Carey's invention is called Cat Tracks. It slips over snow boots and saves your soles undue wear while protecting you from debris. You can buy it if you want. The point isn't the product, though. It's the thinking behind it.

Carey says he was "fortunate" to have come across the idea. He's being modest. Here's the more detailed explanation missing in the ellipses above.

So the European standard is called the DIN standard and the American is called the ASTM. They regulated that the boot sole dimension had to fit with the binding system, there had to be an integral relationship and a coefficient of friction that they had to match so that predictable release happened. And then I had been reading articles about that, I went to school here in Santa Clara, and so, I was a voracious reader about snow sports.

Two things: 1) Mike Carey knows a lot of big words, but 2) He had his epiphany because he was prepared.

Carey graduated from Santa Clara University in 1971 with a degree in biology, and also played running back for four years. He did his postgraduate studies in microbiology. Then at some point he decided he was better cut out for business than medicine. With Cat Tracks, he founded his own winter sporting gear company, which he eventually merged with another company to form his current enterprise, Seirus.

Carey got into refereeing to help him get away from the rigors of running a business. He took his mind off work by taking up one of the most stressful "hobbies" in the world.

"What the NFL helps me do is shut this off because when you’re involved in a business, there are so many things you think of all the time that occupy your brain," Carey told the San Diego Union-Tribune in 2013. "With the reffing, you can’t think of anything else because you can’t lapse for a second."

Carey seemingly has a restless mind, which is surprising for a methodical man who talks about "processes" a lot. And for someone who is routinely ridiculed for what he says on air, he is undeniably successful. Seirus has been in operation since 1984, and has grown significantly -- "from two, to 10, to now it's a hundred employees." He believes his business success translated to the field.

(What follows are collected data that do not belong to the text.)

//! Note list use-case service.
//!
//! # Responsibility
//! - Keep the in-memory note list in step with the notes directory.
//! - Validate titles before they reach the filesystem.
//! - Wire an opened note to its document and autosave controller.
//!
//! # Invariants
//! - A note is removed from the list only after its file is deleted.
//! - Titles never contain path separators, so every note path stays inside
//!   the notes directory.

use crate::config::CoreConfig;
use crate::document::codec::StrokeCodec;
use crate::document::drawing_document::DrawingDocument;
use crate::model::note::{Note, NoteId};
use crate::service::autosave::{AutosaveController, FileDrawingSink};
use crate::store::note_store::{NoteStore, StoreError};
use crate::store::path::NotePath;
use log::{info, warn};
use std::error::Error;
use std::fmt::{Display, Formatter};
use std::time::Duration;

/// Service error for note list use-cases.
#[derive(Debug)]
pub enum NoteServiceError {
    /// Title is blank or would escape the notes directory.
    InvalidTitle(String),
    /// No note with this id in the current list.
    NoteNotFound(NoteId),
    /// Store-layer failure.
    Store(StoreError),
}

impl Display for NoteServiceError {
    fn fmt(&self, f: &mut Formatter<'_>) -> std::fmt::Result {
        match self {
            Self::InvalidTitle(value) => write!(f, "invalid note title: `{value}`"),
            Self::NoteNotFound(id) => write!(f, "note not found: {id}"),
            Self::Store(err) => write!(f, "{err}"),
        }
    }
}

impl Error for NoteServiceError {
    fn source(&self) -> Option<&(dyn Error + 'static)> {
        match self {
            Self::Store(err) => Some(err),
            _ => None,
        }
    }
}

impl From<StoreError> for NoteServiceError {
    fn from(value: StoreError) -> Self {
        Self::Store(value)
    }
}

pub type NoteServiceResult<T> = Result<T, NoteServiceError>;

/// Note list facade over a `NoteStore`.
pub struct NoteService {
    store: NoteStore,
    autosave_delay: Duration,
    notes: Vec<Note>,
}

impl NoteService {
    /// Creates a service with an empty list; call `refresh` to populate it.
    pub fn new(store: NoteStore, autosave_delay: Duration) -> Self {
        Self {
            store,
            autosave_delay,
            notes: Vec::new(),
        }
    }

    /// Startup path: ensures the directory exists and lists its notes.
    pub fn start(config: &CoreConfig) -> NoteServiceResult<Self> {
        let mut service = Self::new(NoteStore::from_config(config), config.autosave_delay());
        service.store.ensure_directory()?;
        service.refresh()?;
        Ok(service)
    }

    pub fn store(&self) -> &NoteStore {
        &self.store
    }

    pub fn notes(&self) -> &[Note] {
        &self.notes
    }

    pub fn find(&self, id: NoteId) -> Option<&Note> {
        self.notes.iter().find(|note| note.id == id)
    }

    /// Re-reads the notes directory. Ids are regenerated.
    pub fn refresh(&mut self) -> NoteServiceResult<&[Note]> {
        self.notes = self.store.list()?;
        Ok(&self.notes)
    }

    /// Creates a note file and appends the note to the list.
    ///
    /// The list keeps the title as entered; a later `refresh` shows the
    /// slugged file-name form.
    pub fn create_note(&mut self, title: impl Into<String>) -> NoteServiceResult<Note> {
        let title = title.into();
        validate_title(&title)?;

        self.store.ensure_directory()?;
        if self.store.exists(&title) {
            warn!("event=note_create module=note_service status=ok overwrite=true");
        }
        self.store.create(&title)?;

        let note = Note::new(title);
        self.notes.push(note.clone());
        info!(
            "event=note_create module=note_service status=ok count={}",
            self.notes.len()
        );
        Ok(note)
    }

    /// Deletes the note file, then drops the note from the list.
    pub fn delete_note(&mut self, id: NoteId) -> NoteServiceResult<Note> {
        let index = self
            .notes
            .iter()
            .position(|note| note.id == id)
            .ok_or(NoteServiceError::NoteNotFound(id))?;

        self.store.delete(&self.notes[index].title)?;
        let removed = self.notes.remove(index);
        info!(
            "event=note_delete module=note_service status=ok count={}",
            self.notes.len()
        );
        Ok(removed)
    }

    pub fn note_path(&self, id: NoteId) -> NoteServiceResult<NotePath> {
        let note = self.find(id).ok_or(NoteServiceError::NoteNotFound(id))?;
        Ok(self.store.resolve_path(&note.title))
    }

    /// Loads the note's drawing with the silent-fallback policy.
    pub fn open_document(
        &self,
        id: NoteId,
        codec: &impl StrokeCodec,
    ) -> NoteServiceResult<DrawingDocument> {
        let path = self.note_path(id)?;
        Ok(DrawingDocument::open(&path, codec))
    }

    /// Builds an autosave controller bound to the note's current path.
    pub fn autosave_for<C: StrokeCodec>(
        &self,
        id: NoteId,
        codec: C,
    ) -> NoteServiceResult<AutosaveController<FileDrawingSink<C>>> {
        let path = self.note_path(id)?;
        Ok(AutosaveController::new(
            FileDrawingSink::new(path, codec),
            self.autosave_delay,
        ))
    }
}

/// Rejects blank titles and titles that are not a single path component.
pub fn validate_title(title: &str) -> NoteServiceResult<()> {
    let invalid = title.trim().is_empty() || title.contains(['/', '\\', '\0']);
    if invalid {
        return Err(NoteServiceError::InvalidTitle(title.to_string()));
    }
    Ok(())
}

#[cfg(test)]
mod tests {
    use super::{validate_title, NoteServiceError};

    #[test]
    fn validate_title_rejects_blank_and_separators() {
        for bad in ["", "   ", "a/b", "a\\b", "nul\0byte"] {
            assert!(
                matches!(validate_title(bad), Err(NoteServiceError::InvalidTitle(_))),
                "`{bad}` should be rejected"
            );
        }
    }

    #[test]
    fn validate_title_accepts_punctuation_and_unicode() {
        for good in ["Trip Plan", "Café notes!", "2026-10-19 review"] {
            assert!(validate_title(good).is_ok());
        }
    }
}
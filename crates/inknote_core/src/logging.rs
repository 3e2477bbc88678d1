//! Process-wide logging bootstrap.
//!
//! # Responsibility
//! - Start the rotating file logger once per process.
//! - Capture panics into the log with a sanitized payload.
//!
//! # Invariants
//! - Re-initialization with the same level and directory is a no-op.
//! - Re-initialization with a different level or directory is rejected.
//! - Initialization never panics.
//! - Core log lines use `event=<name> module=<module> status=<ok|error>`
//!   and carry metadata only (no note titles, no ink payloads).

use flexi_logger::{Cleanup, Criterion, FileSpec, Logger, LoggerHandle, Naming, WriteMode};
use log::{error, info};
use once_cell::sync::OnceCell;
use std::error::Error;
use std::fmt::{Display, Formatter};
use std::path::{Path, PathBuf};

const LOG_FILE_BASENAME: &str = "inknote";
const MAX_LOG_FILE_SIZE_BYTES: u64 = 10 * 1024 * 1024;
const MAX_LOG_FILES: usize = 5;
const MAX_PANIC_PAYLOAD_CHARS: usize = 160;

static LOGGING_STATE: OnceCell<LoggingState> = OnceCell::new();
static PANIC_HOOK_INSTALLED: OnceCell<()> = OnceCell::new();

struct LoggingState {
    level: &'static str,
    log_dir: PathBuf,
    _handle: LoggerHandle,
}

/// Logging bootstrap failure.
#[derive(Debug)]
pub enum LoggingError {
    UnsupportedLevel(String),
    InvalidDirectory(String),
    CreateDirectory {
        path: PathBuf,
        source: std::io::Error,
    },
    Backend(String),
    LevelConflict {
        active: &'static str,
        requested: &'static str,
    },
    DirectoryConflict {
        active: PathBuf,
        requested: PathBuf,
    },
}

impl Display for LoggingError {
    fn fmt(&self, f: &mut Formatter<'_>) -> std::fmt::Result {
        match self {
            Self::UnsupportedLevel(level) => write!(
                f,
                "unsupported log level `{level}`; expected trace|debug|info|warn|error"
            ),
            Self::InvalidDirectory(message) => write!(f, "{message}"),
            Self::CreateDirectory { path, source } => write!(
                f,
                "failed to create log directory `{}`: {source}",
                path.display()
            ),
            Self::Backend(message) => write!(f, "failed to start logger: {message}"),
            Self::LevelConflict { active, requested } => write!(
                f,
                "logging already initialized with level `{active}`; refusing to switch to `{requested}`"
            ),
            Self::DirectoryConflict { active, requested } => write!(
                f,
                "logging already initialized at `{}`; refusing to switch to `{}`",
                active.display(),
                requested.display()
            ),
        }
    }
}

impl Error for LoggingError {
    fn source(&self) -> Option<&(dyn Error + 'static)> {
        match self {
            Self::CreateDirectory { source, .. } => Some(source),
            _ => None,
        }
    }
}

/// Initializes core logging with `level` into absolute directory `log_dir`.
///
/// # Errors
/// - Unknown level, empty or relative directory.
/// - Directory creation or logger backend failure.
/// - A conflicting configuration is already active.
pub fn init_logging(level: &str, log_dir: &Path) -> Result<(), LoggingError> {
    let level = normalize_level(level)?;
    let log_dir = normalize_log_dir(log_dir)?;

    if let Some(state) = LOGGING_STATE.get() {
        return check_matches(state, level, &log_dir);
    }

    let state = LOGGING_STATE.get_or_try_init(|| start_logger(level, &log_dir))?;
    // Another thread may have won the race with a different config.
    check_matches(state, level, &log_dir)
}

/// Returns `(level, log_dir)` of the active logger, if any.
pub fn logging_status() -> Option<(&'static str, PathBuf)> {
    LOGGING_STATE
        .get()
        .map(|state| (state.level, state.log_dir.clone()))
}

/// `debug` for debug builds, `info` for release builds.
pub fn default_log_level() -> &'static str {
    if cfg!(debug_assertions) {
        "debug"
    } else {
        "info"
    }
}

fn start_logger(level: &'static str, log_dir: &Path) -> Result<LoggingState, LoggingError> {
    std::fs::create_dir_all(log_dir).map_err(|source| LoggingError::CreateDirectory {
        path: log_dir.to_path_buf(),
        source,
    })?;

    let handle = Logger::try_with_str(level)
        .map_err(|err| LoggingError::Backend(err.to_string()))?
        .log_to_file(
            FileSpec::default()
                .directory(log_dir)
                .basename(LOG_FILE_BASENAME),
        )
        .rotate(
            Criterion::Size(MAX_LOG_FILE_SIZE_BYTES),
            Naming::Numbers,
            Cleanup::KeepLogFiles(MAX_LOG_FILES),
        )
        .write_mode(WriteMode::BufferAndFlush)
        .append()
        .format_for_files(flexi_logger::detailed_format)
        .start()
        .map_err(|err| LoggingError::Backend(err.to_string()))?;

    install_panic_hook_once();

    info!(
        "event=core_init module=core status=ok platform={} level={} version={}",
        std::env::consts::OS,
        level,
        env!("CARGO_PKG_VERSION")
    );

    Ok(LoggingState {
        level,
        log_dir: log_dir.to_path_buf(),
        _handle: handle,
    })
}

fn check_matches(
    state: &LoggingState,
    level: &'static str,
    log_dir: &Path,
) -> Result<(), LoggingError> {
    if state.log_dir != log_dir {
        return Err(LoggingError::DirectoryConflict {
            active: state.log_dir.clone(),
            requested: log_dir.to_path_buf(),
        });
    }
    if state.level != level {
        return Err(LoggingError::LevelConflict {
            active: state.level,
            requested: level,
        });
    }
    Ok(())
}

fn normalize_level(level: &str) -> Result<&'static str, LoggingError> {
    match level.trim().to_ascii_lowercase().as_str() {
        "trace" => Ok("trace"),
        "debug" => Ok("debug"),
        "info" => Ok("info"),
        "warn" | "warning" => Ok("warn"),
        "error" => Ok("error"),
        other => Err(LoggingError::UnsupportedLevel(other.to_string())),
    }
}

fn normalize_log_dir(log_dir: &Path) -> Result<PathBuf, LoggingError> {
    if log_dir.as_os_str().is_empty() {
        return Err(LoggingError::InvalidDirectory(
            "log_dir cannot be empty".to_string(),
        ));
    }
    if !log_dir.is_absolute() {
        return Err(LoggingError::InvalidDirectory(format!(
            "log_dir must be an absolute path, got `{}`",
            log_dir.display()
        )));
    }
    Ok(log_dir.to_path_buf())
}

fn install_panic_hook_once() {
    if PANIC_HOOK_INSTALLED.set(()).is_err() {
        return;
    }

    let previous_hook = std::panic::take_hook();
    std::panic::set_hook(Box::new(move |panic_info| {
        let location = panic_info
            .location()
            .map(|loc| format!("{}:{}", loc.file(), loc.line()))
            .unwrap_or_else(|| "unknown".to_string());
        let payload = panic_payload_summary(panic_info);
        error!(
            "event=panic_captured module=core status=error location={} payload={}",
            location, payload
        );
        previous_hook(panic_info);
    }));
}

fn panic_payload_summary(info: &std::panic::PanicHookInfo<'_>) -> String {
    let payload = if let Some(message) = info.payload().downcast_ref::<&str>() {
        (*message).to_string()
    } else if let Some(message) = info.payload().downcast_ref::<String>() {
        message.clone()
    } else {
        "non-string panic payload".to_string()
    };

    sanitize_message(&payload, MAX_PANIC_PAYLOAD_CHARS)
}

/// Flattens newlines and caps length; panic payloads may carry user text.
fn sanitize_message(value: &str, max_chars: usize) -> String {
    let flattened = value.replace(['\n', '\r'], " ");
    let mut truncated: String = flattened.chars().take(max_chars).collect();
    if flattened.chars().count() > max_chars {
        truncated.push_str("...");
    }
    truncated
}

#[cfg(test)]
mod tests {
    use super::{
        init_logging, logging_status, normalize_level, normalize_log_dir, sanitize_message,
        LoggingError,
    };
    use std::path::Path;

    #[test]
    fn normalize_level_accepts_known_values() {
        assert_eq!(normalize_level("INFO").expect("INFO should normalize"), "info");
        assert_eq!(
            normalize_level(" warning ").expect("warning should normalize"),
            "warn"
        );
        assert!(matches!(
            normalize_level("loud"),
            Err(LoggingError::UnsupportedLevel(_))
        ));
    }

    #[test]
    fn normalize_log_dir_rejects_relative_path() {
        let err = normalize_log_dir(Path::new("logs/dev")).expect_err("relative paths rejected");
        assert!(err.to_string().contains("absolute"));
    }

    #[test]
    fn sanitize_message_removes_newlines_and_truncates() {
        let sanitized = sanitize_message("line1\nline2\rline3", 8);
        assert!(!sanitized.contains('\n'));
        assert!(!sanitized.contains('\r'));
        assert!(sanitized.ends_with("..."));
    }

    #[test]
    fn init_logging_is_idempotent_and_rejects_conflicts() {
        let temp = tempfile::tempdir().expect("tempdir");
        let log_dir = temp.path().join("logs");
        let other_dir = temp.path().join("other-logs");

        init_logging("info", &log_dir).expect("first init should succeed");
        init_logging("info", &log_dir).expect("same config should be idempotent");

        let level_err = init_logging("debug", &log_dir).expect_err("level conflict");
        assert!(matches!(level_err, LoggingError::LevelConflict { .. }));

        let dir_err = init_logging("info", &other_dir).expect_err("directory conflict");
        assert!(matches!(dir_err, LoggingError::DirectoryConflict { .. }));

        let (level, dir) = logging_status().expect("logging should be active");
        assert_eq!(level, "info");
        assert_eq!(dir, log_dir);
    }
}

"You can't get into the league unless you're really good at your own job outside of the league," Carey says. "It's just one of those things that they make sure that they have. The profiling that they do to make sure, the background studies, the everything. They try to get spotless people. And if you're successful outside of the NFL, they think you'll be very successful inside of the NFL, and they've been proven right."

In Carey's case, his preparedness and diligence may have been his most translatable traits from business to officiating. He says he hasn't changed his weekly routine since he stopped refereeing in 2013. He watches tape weekly, and reads the rulebook every day. He spends extra time reviewing close catch/no-catch calls, "just to keep my brain fresh."

He is still struggling as CBS's in-house rules expert, which is puzzling given his background. He has theories as to why, the biggest being that he lacks the ability to control the replays like he would in the booth. He admits that he has screwed up this season. In November, he thought a Kam Chancellor interception was incomplete and called it "one of those days I wish I hadn't got out of bed."

But though Carey still sort of sucks at his job, he doesn't seem too fazed by his failure. He's seen a lot, done a lot, and dedicated himself for so long to careful thinking that he believes it's only a matter of time before he succeeds again. He'll get better by doubling down on the process.

"We have an axiom in officiating that says, 'When they game starts to speed up, and really going crazy, you gotta go slow,'" Carey says. "Much slower. And you do that by looking at the fine detail."